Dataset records
________________

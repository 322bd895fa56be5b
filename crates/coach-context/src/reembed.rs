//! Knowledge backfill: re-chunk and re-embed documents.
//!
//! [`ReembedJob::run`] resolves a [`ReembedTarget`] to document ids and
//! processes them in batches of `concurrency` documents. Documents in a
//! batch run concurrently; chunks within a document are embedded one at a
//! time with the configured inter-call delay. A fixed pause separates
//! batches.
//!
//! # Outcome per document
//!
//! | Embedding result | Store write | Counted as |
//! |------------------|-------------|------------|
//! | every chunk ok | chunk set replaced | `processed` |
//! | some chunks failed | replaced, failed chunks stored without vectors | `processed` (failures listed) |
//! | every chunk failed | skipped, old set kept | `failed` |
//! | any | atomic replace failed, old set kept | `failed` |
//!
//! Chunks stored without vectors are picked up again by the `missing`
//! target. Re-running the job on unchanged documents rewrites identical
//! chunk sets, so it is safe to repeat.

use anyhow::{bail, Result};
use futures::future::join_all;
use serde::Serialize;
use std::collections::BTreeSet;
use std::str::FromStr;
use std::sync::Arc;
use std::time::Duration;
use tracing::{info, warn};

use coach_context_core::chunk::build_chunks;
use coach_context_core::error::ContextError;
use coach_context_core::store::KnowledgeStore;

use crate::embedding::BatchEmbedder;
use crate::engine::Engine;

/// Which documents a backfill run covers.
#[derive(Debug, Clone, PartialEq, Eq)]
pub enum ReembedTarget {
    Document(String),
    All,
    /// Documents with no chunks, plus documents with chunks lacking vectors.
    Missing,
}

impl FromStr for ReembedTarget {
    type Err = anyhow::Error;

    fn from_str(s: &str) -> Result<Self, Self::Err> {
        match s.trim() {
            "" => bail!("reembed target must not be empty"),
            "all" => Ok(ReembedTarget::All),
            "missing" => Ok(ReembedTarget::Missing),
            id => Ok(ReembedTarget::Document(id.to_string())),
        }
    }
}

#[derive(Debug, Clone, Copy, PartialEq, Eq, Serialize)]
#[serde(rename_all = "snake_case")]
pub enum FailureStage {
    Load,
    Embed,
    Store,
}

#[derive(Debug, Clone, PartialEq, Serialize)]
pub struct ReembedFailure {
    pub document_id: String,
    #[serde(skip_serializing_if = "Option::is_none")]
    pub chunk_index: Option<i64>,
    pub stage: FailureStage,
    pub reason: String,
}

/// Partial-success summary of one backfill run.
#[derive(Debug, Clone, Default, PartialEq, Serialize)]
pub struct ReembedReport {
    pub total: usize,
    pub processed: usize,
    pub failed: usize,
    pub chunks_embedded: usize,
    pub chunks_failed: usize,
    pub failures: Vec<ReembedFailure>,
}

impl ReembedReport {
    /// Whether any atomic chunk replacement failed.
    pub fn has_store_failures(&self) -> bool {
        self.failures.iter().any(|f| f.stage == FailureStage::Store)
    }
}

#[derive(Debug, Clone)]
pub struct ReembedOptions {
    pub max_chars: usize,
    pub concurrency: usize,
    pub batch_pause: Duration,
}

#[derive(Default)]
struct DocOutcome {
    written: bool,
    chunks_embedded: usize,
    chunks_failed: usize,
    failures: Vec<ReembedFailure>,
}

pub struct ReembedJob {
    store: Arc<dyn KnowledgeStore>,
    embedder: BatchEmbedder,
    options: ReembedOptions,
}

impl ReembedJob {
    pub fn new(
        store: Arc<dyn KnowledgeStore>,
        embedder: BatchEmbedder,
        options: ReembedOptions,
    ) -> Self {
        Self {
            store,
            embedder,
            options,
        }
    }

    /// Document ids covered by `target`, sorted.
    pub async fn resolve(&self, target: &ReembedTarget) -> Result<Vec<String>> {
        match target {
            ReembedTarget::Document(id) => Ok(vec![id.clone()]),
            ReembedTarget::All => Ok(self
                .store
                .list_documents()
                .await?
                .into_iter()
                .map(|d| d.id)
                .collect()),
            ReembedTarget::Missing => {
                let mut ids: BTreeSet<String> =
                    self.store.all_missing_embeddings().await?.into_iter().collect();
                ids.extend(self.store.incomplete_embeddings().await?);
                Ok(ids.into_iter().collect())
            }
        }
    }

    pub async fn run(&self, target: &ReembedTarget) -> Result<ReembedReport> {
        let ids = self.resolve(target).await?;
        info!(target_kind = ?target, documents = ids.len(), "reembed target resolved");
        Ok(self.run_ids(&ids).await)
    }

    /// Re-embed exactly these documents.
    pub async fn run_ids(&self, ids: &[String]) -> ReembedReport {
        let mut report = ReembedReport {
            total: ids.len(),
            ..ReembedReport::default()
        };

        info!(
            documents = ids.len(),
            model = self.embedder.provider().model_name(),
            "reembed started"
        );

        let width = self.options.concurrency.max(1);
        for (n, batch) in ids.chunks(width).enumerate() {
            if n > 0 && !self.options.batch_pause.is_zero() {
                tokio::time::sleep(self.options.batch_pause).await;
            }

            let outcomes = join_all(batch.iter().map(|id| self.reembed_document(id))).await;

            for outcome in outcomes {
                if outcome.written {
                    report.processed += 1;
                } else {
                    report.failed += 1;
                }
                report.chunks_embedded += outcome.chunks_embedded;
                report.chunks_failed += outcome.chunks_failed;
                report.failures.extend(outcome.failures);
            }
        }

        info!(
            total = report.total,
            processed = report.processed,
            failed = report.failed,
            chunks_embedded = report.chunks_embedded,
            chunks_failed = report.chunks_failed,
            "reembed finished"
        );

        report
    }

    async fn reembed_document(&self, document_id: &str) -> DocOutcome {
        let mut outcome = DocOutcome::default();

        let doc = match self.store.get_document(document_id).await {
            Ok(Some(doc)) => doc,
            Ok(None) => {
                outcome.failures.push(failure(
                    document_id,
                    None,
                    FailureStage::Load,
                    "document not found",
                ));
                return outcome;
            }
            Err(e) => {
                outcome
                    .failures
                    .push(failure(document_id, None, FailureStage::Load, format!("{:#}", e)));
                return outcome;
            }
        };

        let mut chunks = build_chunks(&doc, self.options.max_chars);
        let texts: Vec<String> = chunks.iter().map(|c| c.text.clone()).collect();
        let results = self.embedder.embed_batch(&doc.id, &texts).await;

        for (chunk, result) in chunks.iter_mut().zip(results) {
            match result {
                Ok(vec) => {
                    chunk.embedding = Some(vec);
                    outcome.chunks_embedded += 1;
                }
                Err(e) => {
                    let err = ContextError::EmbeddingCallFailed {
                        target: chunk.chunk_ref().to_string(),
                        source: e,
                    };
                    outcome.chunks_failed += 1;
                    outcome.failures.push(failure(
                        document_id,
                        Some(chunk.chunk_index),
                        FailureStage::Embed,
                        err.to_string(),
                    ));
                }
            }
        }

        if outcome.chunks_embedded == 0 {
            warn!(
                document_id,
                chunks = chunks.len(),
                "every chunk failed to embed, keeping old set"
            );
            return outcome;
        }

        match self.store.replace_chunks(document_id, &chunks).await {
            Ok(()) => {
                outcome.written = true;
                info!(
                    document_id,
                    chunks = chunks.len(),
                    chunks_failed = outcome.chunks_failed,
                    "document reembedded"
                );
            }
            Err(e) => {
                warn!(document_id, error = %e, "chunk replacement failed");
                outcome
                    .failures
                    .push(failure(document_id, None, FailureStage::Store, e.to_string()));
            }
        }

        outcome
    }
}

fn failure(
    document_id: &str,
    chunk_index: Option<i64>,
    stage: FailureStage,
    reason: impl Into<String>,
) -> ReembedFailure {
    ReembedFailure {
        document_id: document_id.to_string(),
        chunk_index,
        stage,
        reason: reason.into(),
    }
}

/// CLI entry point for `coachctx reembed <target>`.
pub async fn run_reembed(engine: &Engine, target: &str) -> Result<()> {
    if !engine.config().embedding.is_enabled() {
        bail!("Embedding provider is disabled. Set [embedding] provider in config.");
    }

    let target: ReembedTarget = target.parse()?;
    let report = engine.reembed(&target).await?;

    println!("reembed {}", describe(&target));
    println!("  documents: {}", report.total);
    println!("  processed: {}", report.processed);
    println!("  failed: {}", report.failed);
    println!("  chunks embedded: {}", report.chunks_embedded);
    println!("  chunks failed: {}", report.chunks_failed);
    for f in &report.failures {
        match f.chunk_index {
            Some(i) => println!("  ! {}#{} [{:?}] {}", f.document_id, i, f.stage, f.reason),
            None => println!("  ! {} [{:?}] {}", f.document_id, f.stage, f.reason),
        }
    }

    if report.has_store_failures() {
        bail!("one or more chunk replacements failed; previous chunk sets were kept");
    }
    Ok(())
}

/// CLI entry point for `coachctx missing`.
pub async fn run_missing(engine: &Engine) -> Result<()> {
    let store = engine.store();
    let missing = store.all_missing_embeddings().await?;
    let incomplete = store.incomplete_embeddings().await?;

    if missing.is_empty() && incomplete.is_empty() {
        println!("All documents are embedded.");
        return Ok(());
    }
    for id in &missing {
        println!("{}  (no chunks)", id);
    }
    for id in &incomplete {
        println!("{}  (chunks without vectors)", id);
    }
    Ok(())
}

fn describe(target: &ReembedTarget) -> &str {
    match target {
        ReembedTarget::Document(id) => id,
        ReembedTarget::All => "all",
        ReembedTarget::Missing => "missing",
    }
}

________________

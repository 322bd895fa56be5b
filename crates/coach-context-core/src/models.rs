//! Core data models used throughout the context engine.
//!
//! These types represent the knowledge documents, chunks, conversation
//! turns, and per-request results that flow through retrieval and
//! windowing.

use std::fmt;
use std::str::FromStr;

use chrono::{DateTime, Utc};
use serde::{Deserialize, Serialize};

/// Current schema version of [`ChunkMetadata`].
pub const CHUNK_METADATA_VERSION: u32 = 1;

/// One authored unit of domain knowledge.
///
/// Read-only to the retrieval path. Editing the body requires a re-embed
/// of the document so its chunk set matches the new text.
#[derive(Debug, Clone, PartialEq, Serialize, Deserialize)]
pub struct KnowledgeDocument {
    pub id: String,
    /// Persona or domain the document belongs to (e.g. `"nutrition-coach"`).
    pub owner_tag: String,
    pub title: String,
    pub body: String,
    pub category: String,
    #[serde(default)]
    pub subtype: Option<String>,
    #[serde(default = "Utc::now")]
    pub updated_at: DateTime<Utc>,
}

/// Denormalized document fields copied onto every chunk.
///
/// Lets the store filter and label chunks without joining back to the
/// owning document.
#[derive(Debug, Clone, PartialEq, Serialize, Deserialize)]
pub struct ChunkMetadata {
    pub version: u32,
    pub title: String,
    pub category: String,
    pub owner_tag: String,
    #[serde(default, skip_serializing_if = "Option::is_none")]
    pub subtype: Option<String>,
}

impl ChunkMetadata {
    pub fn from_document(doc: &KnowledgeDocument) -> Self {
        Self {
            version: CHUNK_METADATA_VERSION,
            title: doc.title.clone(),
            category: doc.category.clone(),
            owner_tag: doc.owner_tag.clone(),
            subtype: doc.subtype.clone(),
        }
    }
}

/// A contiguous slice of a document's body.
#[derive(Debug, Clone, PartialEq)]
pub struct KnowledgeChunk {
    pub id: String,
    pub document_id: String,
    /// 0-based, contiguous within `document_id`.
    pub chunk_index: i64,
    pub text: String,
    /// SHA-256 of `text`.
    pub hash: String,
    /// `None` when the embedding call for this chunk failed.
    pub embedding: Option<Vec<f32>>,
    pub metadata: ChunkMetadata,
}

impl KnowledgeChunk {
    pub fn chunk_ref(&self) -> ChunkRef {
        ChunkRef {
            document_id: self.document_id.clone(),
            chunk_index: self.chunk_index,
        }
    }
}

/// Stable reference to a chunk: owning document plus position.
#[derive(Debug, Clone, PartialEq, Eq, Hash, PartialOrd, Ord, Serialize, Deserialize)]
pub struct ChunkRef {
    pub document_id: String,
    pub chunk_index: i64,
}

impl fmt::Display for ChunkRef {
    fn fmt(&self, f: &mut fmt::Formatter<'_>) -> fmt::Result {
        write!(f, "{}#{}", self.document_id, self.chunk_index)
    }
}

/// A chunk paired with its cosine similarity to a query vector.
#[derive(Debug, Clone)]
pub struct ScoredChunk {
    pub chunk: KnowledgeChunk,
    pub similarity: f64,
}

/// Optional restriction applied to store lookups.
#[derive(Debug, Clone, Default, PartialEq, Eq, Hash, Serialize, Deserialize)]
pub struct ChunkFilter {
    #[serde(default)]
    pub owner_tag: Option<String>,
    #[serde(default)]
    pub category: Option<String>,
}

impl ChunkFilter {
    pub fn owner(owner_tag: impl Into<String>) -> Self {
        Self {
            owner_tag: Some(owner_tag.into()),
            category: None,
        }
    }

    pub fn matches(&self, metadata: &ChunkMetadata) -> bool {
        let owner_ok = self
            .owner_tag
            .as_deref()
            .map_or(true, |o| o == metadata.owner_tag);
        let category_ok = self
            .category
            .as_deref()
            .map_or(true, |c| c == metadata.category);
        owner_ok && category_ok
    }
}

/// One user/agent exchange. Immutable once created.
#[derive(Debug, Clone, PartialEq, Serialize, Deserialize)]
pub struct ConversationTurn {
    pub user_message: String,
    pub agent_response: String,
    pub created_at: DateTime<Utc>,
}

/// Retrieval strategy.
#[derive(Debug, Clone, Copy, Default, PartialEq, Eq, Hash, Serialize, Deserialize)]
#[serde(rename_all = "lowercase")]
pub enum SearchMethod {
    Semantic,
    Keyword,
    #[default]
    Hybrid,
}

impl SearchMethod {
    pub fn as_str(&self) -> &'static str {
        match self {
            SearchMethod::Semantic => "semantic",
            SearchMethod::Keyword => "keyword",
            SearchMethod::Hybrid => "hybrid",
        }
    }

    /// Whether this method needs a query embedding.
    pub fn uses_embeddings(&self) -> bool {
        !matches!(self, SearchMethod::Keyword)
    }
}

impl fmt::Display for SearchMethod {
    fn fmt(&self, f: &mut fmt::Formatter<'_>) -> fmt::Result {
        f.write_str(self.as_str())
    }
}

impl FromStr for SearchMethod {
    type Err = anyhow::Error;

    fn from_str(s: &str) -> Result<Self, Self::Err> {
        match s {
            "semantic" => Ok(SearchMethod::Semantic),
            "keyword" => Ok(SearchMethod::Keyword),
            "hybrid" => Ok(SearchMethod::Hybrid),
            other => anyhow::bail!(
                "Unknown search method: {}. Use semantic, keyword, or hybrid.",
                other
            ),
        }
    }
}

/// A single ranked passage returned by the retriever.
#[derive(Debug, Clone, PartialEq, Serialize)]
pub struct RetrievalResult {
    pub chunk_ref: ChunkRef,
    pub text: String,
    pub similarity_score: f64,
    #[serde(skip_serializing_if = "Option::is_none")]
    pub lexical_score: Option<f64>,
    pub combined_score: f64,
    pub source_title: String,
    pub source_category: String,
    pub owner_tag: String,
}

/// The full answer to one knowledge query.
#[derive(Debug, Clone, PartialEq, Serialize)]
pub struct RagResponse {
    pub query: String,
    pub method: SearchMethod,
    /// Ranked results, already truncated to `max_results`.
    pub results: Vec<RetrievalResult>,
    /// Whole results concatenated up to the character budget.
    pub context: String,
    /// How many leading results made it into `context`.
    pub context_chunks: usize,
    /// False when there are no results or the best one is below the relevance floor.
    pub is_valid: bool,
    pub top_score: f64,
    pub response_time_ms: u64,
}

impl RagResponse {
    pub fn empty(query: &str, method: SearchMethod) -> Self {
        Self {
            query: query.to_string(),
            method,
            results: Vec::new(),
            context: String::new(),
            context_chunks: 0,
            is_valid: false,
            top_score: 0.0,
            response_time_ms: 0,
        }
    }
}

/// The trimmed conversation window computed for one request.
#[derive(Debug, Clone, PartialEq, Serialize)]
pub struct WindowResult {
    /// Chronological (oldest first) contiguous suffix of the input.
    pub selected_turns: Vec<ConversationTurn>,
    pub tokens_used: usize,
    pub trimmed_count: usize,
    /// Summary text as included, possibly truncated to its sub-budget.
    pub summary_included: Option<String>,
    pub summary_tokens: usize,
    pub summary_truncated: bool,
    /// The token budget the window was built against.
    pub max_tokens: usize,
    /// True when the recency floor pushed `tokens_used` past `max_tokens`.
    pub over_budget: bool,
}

________________

When a line of the records has the word "bool", pick it out and copy it.

    pub fn has_store_failures(&self) -> bool {
    written: bool,
    pub fn matches(&self, metadata: &ChunkMetadata) -> bool {
    pub fn uses_embeddings(&self) -> bool {
    pub is_valid: bool,
    pub summary_truncated: bool,
    pub over_budget: bool,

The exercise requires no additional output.